ケインズのデフレ不況と金融政策in「ルーズベルト大統領への公開書簡」(1933年)


ケインズ経済学ではデフレ下での金融政策はあまり効果がないというのが常識です」という間違いをネットで見た。おそらくケインズの原典を読んだことがない人が書いたことだろう。以下では、デフレとの闘いでケインズが提案した処方箋を書いておく。ちなみに以下に整理したケインズの発言は、ケインズの『一般理論』(1936)以前の発言である。だが、平井俊顕さんの詳細な研究(その要旨はこのブログ記事参照)から、この公開書簡が発表された1933年12月にはケインズは『一般理論』への理論的展開を果たしていることを注記しておく。

 ケインズがデフレのなかで金融政策の「多大な」有効性を確信していたのは、以下のケインズの発言からも明らかだ。
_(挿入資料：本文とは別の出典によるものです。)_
//! Configuration schema for swcache
//!
//! Configuration is stored at `~/.config/swcache/config.toml`

use serde::{Deserialize, Serialize};
use std::path::PathBuf;

/// Root configuration structure
#[derive(Debug, Clone, Default, Serialize, Deserialize)]
#[serde(default)]
pub struct Config {
    /// General settings
    pub general: GeneralConfig,

    /// Web app served by the worker
    pub app: AppConfig,

    /// Cache storage settings
    pub storage: StorageConfig,

    /// Network client settings
    pub network: NetworkConfig,
}

/// General application settings
#[derive(Debug, Clone, Serialize, Deserialize)]
#[serde(default)]
pub struct GeneralConfig {
    /// Log format: "text" or "json"
    pub log_format: String,
}

impl Default for GeneralConfig {
    fn default() -> Self {
        Self {
            log_format: "text".to_string(),
        }
    }
}

/// Web app and cache identity settings
#[derive(Debug, Clone, Serialize, Deserialize)]
#[serde(default)]
pub struct AppConfig {
    /// Worker scope URL; relative paths resolve against it
    pub scope: String,

    /// Product prefix of every cache name
    pub product: String,

    /// Path of the version descriptor
    pub version_path: String,

    /// Version used when the descriptor cannot be fetched or parsed.
    /// Must match the deployed descriptor.
    pub fallback_version: String,

    /// Version used when the descriptor has no `version` field
    pub missing_version: String,

    /// Assets precached on install
    pub assets: Vec<String>,
}

impl Default for AppConfig {
    fn default() -> Self {
        Self {
            scope: "http://localhost:8080/".to_string(),
            product: "weight-converter".to_string(),
            version_path: "./version.json".to_string(),
            fallback_version: "0.72".to_string(),
            missing_version: "0.3".to_string(),
            assets: vec![
                "./index.html".to_string(),
                "./manifest.json".to_string(),
                "./version.json".to_string(),
                "./peter.jpeg".to_string(),
            ],
        }
    }
}

/// Cache storage settings
#[derive(Debug, Clone, Default, Serialize, Deserialize)]
#[serde(default)]
pub struct StorageConfig {
    /// Storage root (defaults to the platform cache directory)
    pub cache_dir: Option<PathBuf>,
}

/// Network client settings
#[derive(Debug, Clone, Serialize, Deserialize)]
#[serde(default)]
pub struct NetworkConfig {
    /// Whole-request timeout in seconds (0 = none)
    pub timeout_secs: u64,

    /// User-Agent header sent with every request
    pub user_agent: String,
}

impl Default for NetworkConfig {
    fn default() -> Self {
        Self {
            timeout_secs: 30,
            user_agent: format!("swcache/{}", env!("CARGO_PKG_VERSION")),
        }
    }
}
ちなみに同書簡が公開された1933年の米国経済はデフレの深みを経験し、また政策転換で急激に回復しつつある途上である。

 ケインズは「ルーズベルト大統領への公開書簡」のなかで、1)「改革」と「回復」をわける必要をまず主張。「改革」はいまの日本でいえば構造改革や成長戦略など構造的要因への対策を意味する。「回復」は総需要(投資や消費など)の不足から生じる不況問題(循環的問題ともいう)のこと。この区分重要である。その上で、いまルーズベルト政権が優先すべきは、「回復」(=不況対策、循環的問題への対処)であると明言。

 2)ケインズルーズベルト政権の経済政策(と政策観)を批判しているが、まずNIRA(全国産業復興法)には手厳しい。NIRAは「改革」の手段ではあっても「回復」の手段ではない。また「意図的な主要費用の引き上げや生産制限」による物価上昇は適切ではない、というのもの。「物価上昇は、通常、生産や雇用の増加の兆候となるがゆえに歓迎される。購買力が以前よりも増大するとっき、われわれは、物価上昇とともに生産の増加を期待する」」しかしNIRAは因果関係を逆に捉えて、あげくに生産制約を促しているのでダメ、というのがケインズの批判。

3)ルーズベルト政権の経済政策は、(3−1)単純な貨幣数量説を信奉しているのでダメ、(3−2)為替レートの下落(ドル安)は(購買力回復による)物価上昇の帰結でしかない。望ましい為替レートが存在していると思うのは(金とドルとの最適な交換比率が存在すると思い込むのと同根の)大きな誤解である、とケインズ

4)ケインズルーズベルトにすすめた政策は直近の政策がひとつ、続く移行期の政策がふたつ。ただしこの3つとも「回復」政策なんでタイムラブがほとんどないと見なしていい。とりあえず直近の政策は、物価安定(物価上昇)のために、イギリスと為替安定化のための政策介入を実施するという提案。移行期の政策としてはふたつ。ひとつは大規模な公的支出。具体例をケインズは自制するが、ひとつあげているのは鉄道網の整備・復興。さらにもうひとつは、長期金利の引き下げという金融政策! この最後の点を松川周二氏の訳を引用しておく。

「英国における潮流の逆転は、主として、戦時国債の低金利での借換の成功に続いた長期金利の低下に起因している。そして、それは、慎重に計画されたイングランド銀行公開市場操作によって実現した。連邦準備制度が長期国債を購入して短期債を売却するだけで、長期国債金利は、2.5%か、それ以下に低下し、かつそれが債券市場に好ましい効果を及ぼすのであるから、私にはあなた(=ルーズベルト)がそれを行わない理由がわからない。この政策は、2、3週間もあれば効果が現れると期待できるので、私はその重要性をとくに力説したい」(ケインズ『デフレ不況をいかに克服するか』106-7頁)。

 以上で、「デフレには金融政策は効果がない、というのがケインズ経済学」というのがいかに間違ったものかが、ケインズ自身の発言で明瞭だと思う。しかし訳業はさておき、松川周二氏の解説が酷い。このケインズの「ルーズベルトへの公開書簡」の解説を、貨幣数量説を批判して、そして公的支出を強調したと書いている。いま引用したように、3つの対策のうち2つが金融政策(協調介入も基本原理は金融政策の変更がないと不成立)なのに、完全に黙殺しているのはいただけない。読者は松川氏の解説によらず、直接、ケインズの発言を読むことを期待する。